• _Supplied records_
//! The `EntityStore` trait.

use async_trait::async_trait;
use rudder_types::{EntityKind, Status, StoredEntity};
use tracing::warn;

use crate::error::Result;
use crate::filter::Filter;

/// Typed key/value store for control-plane entities.
///
/// Entities are exclusively owned by the store; callers re-fetch or receive a
/// fresh copy before mutating status. Updates are compare-and-swap on the
/// entity revision: a writer that read revision N must supply N, and loses to
/// any concurrent writer that already advanced it.
#[async_trait]
pub trait EntityStore: Send + Sync {
    /// Adds a new entity, assigning its id, timestamps and initial revision
    /// in place. Fails on a duplicate name within organization + kind.
    async fn add(&self, entity: &mut StoredEntity) -> Result<u64>;

    /// CAS update: `last_revision` must match the stored revision. On success
    /// the entity's revision and modified time are advanced in place and the
    /// new revision returned.
    async fn update(&self, last_revision: u64, entity: &mut StoredEntity) -> Result<u64>;

    async fn get(
        &self,
        organization_id: &str,
        kind: EntityKind,
        name: &str,
    ) -> Result<Option<StoredEntity>>;

    /// Lists entities of one kind within an organization, filtered.
    async fn list(
        &self,
        organization_id: &str,
        kind: EntityKind,
        filter: &Filter,
    ) -> Result<Vec<StoredEntity>>;

    /// Lists entities of one kind across all organizations.
    async fn list_global(&self, kind: EntityKind, filter: &Filter) -> Result<Vec<StoredEntity>>;

    /// Hard-deletes a single entity.
    async fn delete(&self, organization_id: &str, kind: EntityKind, name: &str) -> Result<()>;

    /// Writes the entity back whatever the handler outcome was, recording the
    /// error on the entity when one is given. A failed write-back (typically
    /// a lost revision race) is logged, not surfaced; the next resync pass
    /// re-drives the entity.
    async fn update_with_error(&self, entity: &mut StoredEntity, error: Option<&str>) {
        if let Some(message) = error {
            let base = entity.base_mut();
            base.status = Status::Error;
            base.reason.push(message.to_string());
        }
        let revision = entity.base().revision;
        if let Err(err) = self.update(revision, entity).await {
            warn!(
                entity = %entity.name(),
                error = %err,
                "unable to write back entity state"
            );
        }
    }
}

• _Activity_
Could you write out the full data verbatim?

• _Solution_
//! The `EntityStore` trait.

use async_trait::async_trait;
use rudder_types::{EntityKind, Status, StoredEntity};
use tracing::warn;

use crate::error::Result;
use crate::filter::Filter;

/// Typed key/value store for control-plane entities.
///
/// Entities are exclusively owned by the store; callers re-fetch or receive a
/// fresh copy before mutating status. Updates are compare-and-swap on the
/// entity revision: a writer that read revision N must supply N, and loses to
/// any concurrent writer that already advanced it.
#[async_trait]
pub trait EntityStore: Send + Sync {
    /// Adds a new entity, assigning its id, timestamps and initial revision
    /// in place. Fails on a duplicate name within organization + kind.
    async fn add(&self, entity: &mut StoredEntity) -> Result<u64>;

    /// CAS update: `last_revision` must match the stored revision. On success
    /// the entity's revision and modified time are advanced in place and the
    /// new revision returned.
    async fn update(&self, last_revision: u64, entity: &mut StoredEntity) -> Result<u64>;

    async fn get(
        &self,
        organization_id: &str,
        kind: EntityKind,
        name: &str,
    ) -> Result<Option<StoredEntity>>;

    /// Lists entities of one kind within an organization, filtered.
    async fn list(
        &self,
        organization_id: &str,
        kind: EntityKind,
        filter: &Filter,
    ) -> Result<Vec<StoredEntity>>;

    /// Lists entities of one kind across all organizations.
    async fn list_global(&self, kind: EntityKind, filter: &Filter) -> Result<Vec<StoredEntity>>;

    /// Hard-deletes a single entity.
    async fn delete(&self, organization_id: &str, kind: EntityKind, name: &str) -> Result<()>;

    /// Writes the entity back whatever the handler outcome was, recording the
    /// error on the entity when one is given. A failed write-back (typically
    /// a lost revision race) is logged, not surfaced; the next resync pass
    /// re-drives the entity.
    async fn update_with_error(&self, entity: &mut StoredEntity, error: Option<&str>) {
        if let Some(message) = error {
            let base = entity.base_mut();
            base.status = Status::Error;
            base.reason.push(message.to_string());
        }
        let revision = entity.base().revision;
        if let Err(err) = self.update(revision, entity).await {
            warn!(
                entity = %entity.name(),
                error = %err,
                "unable to write back entity state"
            );
        }
    }
}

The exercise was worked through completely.